Hooked monk seal rescued in joint North Shore effort

HA’ENA — A Hawaiian monk seal that had a large fish hook extracted from its

tongue last week is expected to make a full recovery, biologists say.

The

wounded adult female monk seal, estimated at 450 pounds, was first spotted at

Ha’ena Beach Thursday by local residents out for a morning jog.

The quick

reactions of the residents and volunteers from the Kaua’i Monk Seal Watch

Program played a critical part in the rescue, said Dr. Melissa Shaw, a contract

veterinarian for the U.S. National Marine Fisheries Service .

“It was a

total team effort from everyone in the community. Everyone pulled through for

her and she just swam off into the sunset,” she said.

Upon being contacted,

Betty Unanian, the closest Watch volunteer in the area, set up a makeshift

barrier out of beachwood branches around the creature to keep it safe.

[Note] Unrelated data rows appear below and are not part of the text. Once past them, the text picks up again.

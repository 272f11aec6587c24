//! Ties the Binding Store, Config Reconciler, three packet responders, and
//! Queue Multiplexer together into the serve loop.
//! Everything before this module is a pure function of its inputs; this is
//! the only place with an actual event loop.

use std::collections::HashMap;
use std::net::Ipv4Addr;
use std::path::{Path, PathBuf};

use thiserror::Error;
use tracing::warn;

use crate::dhcp_responder;
use crate::inject::{InjectError, RawSocket};
use crate::ndp_responder::{self, NsOutcome};
use crate::queue::{FsEvent, Multiplexer, QueueError, QueueNumbers, QueueRole, Verdict};
use crate::reconciler::Reconciler;
use crate::store::BindingStore;

#[derive(Debug, Error)]
pub enum ServerError {
    #[error(transparent)]
    Queue(#[from] QueueError),
    #[error("initial reconciliation of {0} failed: {1}")]
    InitialReconcile(PathBuf, #[source] crate::reconciler::ReconcileError),
}

pub struct ServerConfig {
    pub config_dir: PathBuf,
    pub sysfs_net_root: PathBuf,
    pub queue_numbers: QueueNumbers,
    pub name_servers: Vec<Ipv4Addr>,
}

/// Caches one bound raw socket per ifindex so replies don't reopen a socket
/// per packet. Injection failures are logged and otherwise ignored — the
/// wire write is best-effort.
struct InjectorCache {
    sockets: HashMap<u32, RawSocket>,
}

impl InjectorCache {
    fn new() -> Self {
        Self {
            sockets: HashMap::new(),
        }
    }

    fn send(&mut self, ifindex: u32, frame: &[u8]) {
        let socket = match self.sockets.entry(ifindex) {
            std::collections::hash_map::Entry::Occupied(entry) => entry.into_mut(),
            std::collections::hash_map::Entry::Vacant(entry) => {
                match RawSocket::bind(ifindex) {
                    Ok(socket) => entry.insert(socket),
                    Err(err) => {
                        warn!(ifindex, error = %err, "failed to open raw socket for injection");
                        return;
                    }
                }
            }
        };
        if let Err(err) = socket.send(frame) {
            report_send_failure(ifindex, err);
        }
    }
}

fn report_send_failure(ifindex: u32, err: InjectError) {
    warn!(ifindex, error = %err, "failed to inject synthesized frame");
}

/// Everything opened before privilege drop: the packet queues, the
/// filesystem watcher, and the initial reconciliation of the binding
/// directory. `main` calls [`bind`] while still privileged, drops
/// privileges, then calls [`serve`] — nothing in [`serve`] ever needs more
/// than `CAP_NET_RAW` again.
pub struct Bound {
    store: BindingStore,
    reconciler: Reconciler,
    mux: Multiplexer,
    config: ServerConfig,
}

/// Open every packet queue and the filesystem watcher, and perform the
/// initial reconciliation of `config.config_dir` against the directory's
/// existing contents at startup. Must run before privileges are dropped.
pub fn bind(config: ServerConfig) -> Result<Bound, ServerError> {
    let mut store = BindingStore::new();
    let reconciler = Reconciler::new(config.sysfs_net_root.clone());
    reconciler
        .reconcile_initial(&mut store, &config.config_dir)
        .map_err(|e| ServerError::InitialReconcile(config.config_dir.clone(), e))?;

    let mux = Multiplexer::open(config.queue_numbers, &config.config_dir)?;

    Ok(Bound {
        store,
        reconciler,
        mux,
        config,
    })
}

/// Run the serve loop forever. It never returns on success.
pub fn serve(bound: Bound) -> Result<(), ServerError> {
    let Bound {
        mut store,
        reconciler,
        mut mux,
        config,
    } = bound;
    let mut injector = InjectorCache::new();

    loop {
        let readiness = mux.wait()?;

        if readiness.fs_events_pending {
            let events = mux.drain_fs_events()?;
            apply_fs_events(&reconciler, &mut store, &config.config_dir, events);
        }

        for role in readiness.ready_roles {
            match role {
                QueueRole::Dhcp => drain_dhcp(&mut mux, &store, &config, &mut injector)?,
                QueueRole::Rs => drain_rs(&mut mux, &store, &config, &mut injector)?,
                QueueRole::Ns => drain_ns(&mut mux, &store, &config, &mut injector)?,
            }
        }
    }
}

fn apply_fs_events(
    reconciler: &Reconciler,
    store: &mut BindingStore,
    config_dir: &Path,
    events: Vec<FsEvent>,
) {
    for event in events {
        match event {
            FsEvent::Written(name) => reconciler.handle_write(store, &config_dir.join(&name)),
            FsEvent::Removed(name) => reconciler.handle_remove(store, &name),
        }
    }
}

fn drain_dhcp(
    mux: &mut Multiplexer,
    store: &BindingStore,
    config: &ServerConfig,
    injector: &mut InjectorCache,
) -> Result<(), ServerError> {
    let mut pending: Vec<(u32, Vec<u8>)> = Vec::new();
    mux.drain_queue(QueueRole::Dhcp, |ifindex, _hw_addr, payload| {
        // The original packet is always dropped, win or lose — a
        // synthesized reply must never race the guest's own retransmit.
        if let Some(reply) = dhcp_responder::handle_dhcp_packet(
            store,
            &config.sysfs_net_root,
            &config.name_servers,
            ifindex,
            payload,
        ) {
            pending.push((ifindex, reply.frame));
        }
        Verdict::Drop
    })?;
    for (ifindex, frame) in pending {
        injector.send(ifindex, &frame);
    }
    Ok(())
}

fn drain_rs(
    mux: &mut Multiplexer,
    store: &BindingStore,
    config: &ServerConfig,
    injector: &mut InjectorCache,
) -> Result<(), ServerError> {
    let mut pending: Vec<(u32, Vec<u8>)> = Vec::new();
    mux.drain_queue(QueueRole::Rs, |ifindex, hw_addr, payload| {
        let frame_source_mac = hw_addr
            .map(|bytes| netwire::MacAddr::from_bytes(&bytes))
            .unwrap_or(netwire::MacAddr::BROADCAST);
        if let Some(reply) = ndp_responder::handle_rs_packet(
            store,
            &config.sysfs_net_root,
            ifindex,
            frame_source_mac,
            payload,
        ) {
            pending.push((ifindex, reply.frame));
        }
        Verdict::Drop
    })?;
    for (ifindex, frame) in pending {
        injector.send(ifindex, &frame);
    }
    Ok(())
}

fn drain_ns(
    mux: &mut Multiplexer,
    store: &BindingStore,
    config: &ServerConfig,
    injector: &mut InjectorCache,
) -> Result<(), ServerError> {
    let mut pending: Vec<(u32, Vec<u8>)> = Vec::new();
    mux.drain_queue(QueueRole::Ns, |ifindex, hw_addr, payload| {
        let frame_source_mac = hw_addr
            .map(|bytes| netwire::MacAddr::from_bytes(&bytes))
            .unwrap_or(netwire::MacAddr::BROADCAST);
        match ndp_responder::handle_ns_packet(
            store,
            &config.sysfs_net_root,
            ifindex,
            frame_source_mac,
            payload,
        ) {
            NsOutcome::Accept => Verdict::Accept,
            NsOutcome::Reply(reply) => {
                pending.push((ifindex, reply.frame));
                Verdict::Drop
            }
        }
    })?;
    for (ifindex, frame) in pending {
        injector.send(ifindex, &frame);
    }
    Ok(())
}
//! Frame construction and parsing for the tap responder.
//!
//! This crate has no notion of interfaces, queues, or bindings — it only knows how
//! to turn captured bytes into the fields the responders need, and how to turn a
//! decision back into bytes ready for raw injection. Everything here is built on
//! top of [`smoltcp`]'s wire representations so that checksums, byte order, and
//! field widths follow the same rules as the rest of the ecosystem.

pub mod dhcp;
pub mod eui64;
pub mod frames;

pub use eui64::link_local_eui64;
pub use smoltcp::wire::EthernetAddress as MacAddr;
pub use smoltcp::wire::Ipv4Address;
pub use smoltcp::wire::Ipv6Address;

/// Parse the canonical lowercase colon-separated MAC form used throughout this
/// crate (`aa:bb:cc:dd:ee:ff`). `smoltcp`'s own `FromStr` impl does no case
/// normalization on output, so replies always render through [`format_mac`].
pub fn parse_mac(s: &str) -> Option<MacAddr> {
    let mut bytes = [0u8; 6];
    let mut parts = s.split(':');
    for byte in bytes.iter_mut() {
        let part = parts.next()?;
        if part.len() != 2 {
            return None;
        }
        *byte = u8::from_str_radix(part, 16).ok()?;
    }
    if parts.next().is_some() {
        return None;
    }
    Some(MacAddr::from_bytes(&bytes))
}

/// Render a MAC address in canonical lowercase colon form.
pub fn format_mac(mac: &MacAddr) -> String {
    let b = mac.as_bytes();
    format!(
        "{:02x}:{:02x}:{:02x}:{:02x}:{:02x}:{:02x}",
        b[0], b[1], b[2], b[3], b[4], b[5]
    )
}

“What that did was give us time to get there,” Shaw said, “because if

anyone had come by and had not known about monk seals and wanted to get up

close and personal with the cute seal, they could have easily spooked it off

the beach.”

Unanian and other volunteers managed to keep the growing crowd

a good distance away from the seal. They stayed nearby to answer questions

about the seal from curious beachgoers and tourists while the NMFS rescue team

mustered.

Had it ventured back into the water, the animal could very well

have died, since the hook embedded at the base of its tongue would have

prevented it from eating, Shaw said.

The large, barbed circle hook was

attached to a “slider” rig, typically used by recreational fishermen to catch

ulua from shore. The line was about 20 feet and may have been cut by the

fisherman when he realized he had caught a seal.

This monk seal, who

biologists say had been born on Midway Island and was spotted several months

ago off of Molokai, was the latest of seven monk seals reported with hooks in

their mouths on Maui, O’ahu and Kaua’i since 1991.

In 1995, a juvenile

monk seal swallowed a similar hook on Kaua’i and later died.

Shaw, and two

other NMFS biologists from O’ahu, were joined by Kaua’i officials, Don Heacock,

aquatic biologist from the state Department of Land & Natural Resources,

and Tom Alexander, from the U.S. Fish & Wildlife Department.

The team

was unable to remove the hook when the animal was first discovered last

Thursday since the valium needed to sedate the seal appeared to be spoiled,

Shaw said.

Despite the risk of the seal bolting back into the sea, she

said, she decided to play it safe.

“It was too much of a risk to inject it

in the seal, because it’s an endangered species and each life is precious. It’s

not like they are making a choice, saying, ‘OK you can do it on me.'”

The

biologists issued an appeal to the community for medication to sedate the

wounded animal. Hanalei Fire Department personnel responded, driving to Ha’ena

with 20 milligrams of valium. Unfortunately, that was a human dosage; the monk

seal required double the amount.

At the suggestion of Kenneth Pierce,

medical control officer for the fire department, Shaw went to the pharmacy at

Wilcox Memorial Hospital and wrote a prescription for valium for the 450-pound

seal.

The next morning, the team got together and tried again to rescue

the seal. The team netted the seal and sat on the seal’s shoulders and flippers

to restrain it while Shaw administered the shot with a three-inch

needle.

While the team extracted the hook, the seal was “the perfect

patient,” said Shaw. The female seal allowed Shaw and others to work in the

back of her mouth “without once twitching a muscle in an effort to snap at

us.”

Instead the seal patiently laid there with its mouth open and slack

during the operation. Occasionally, she would open one eye to take a look

around and then close it again.

So did the seal actually know they were

helping her?

“I have to wonder about that and consider it a possibility

because usually just to swab their nose, they’ll try bite you, and we were

working in her mouth in an area that was clearly traumatized and clearly

painful for a prolonged period of time and not so much as a snap.”

The hook

was embedded three inches deep and required an incision to dislodge it from the

seal’s tongue.

Once released the seal gently slipped back into the ocean,

opened her mouth and put her head down in the water and shook.

“Oh, look,

she’s rinsing,” said one of the younger onlookers.

Shaw said that given the

place of the wound and the ability of monk seals to heal very well, this seal

will probably fully recover from the injury.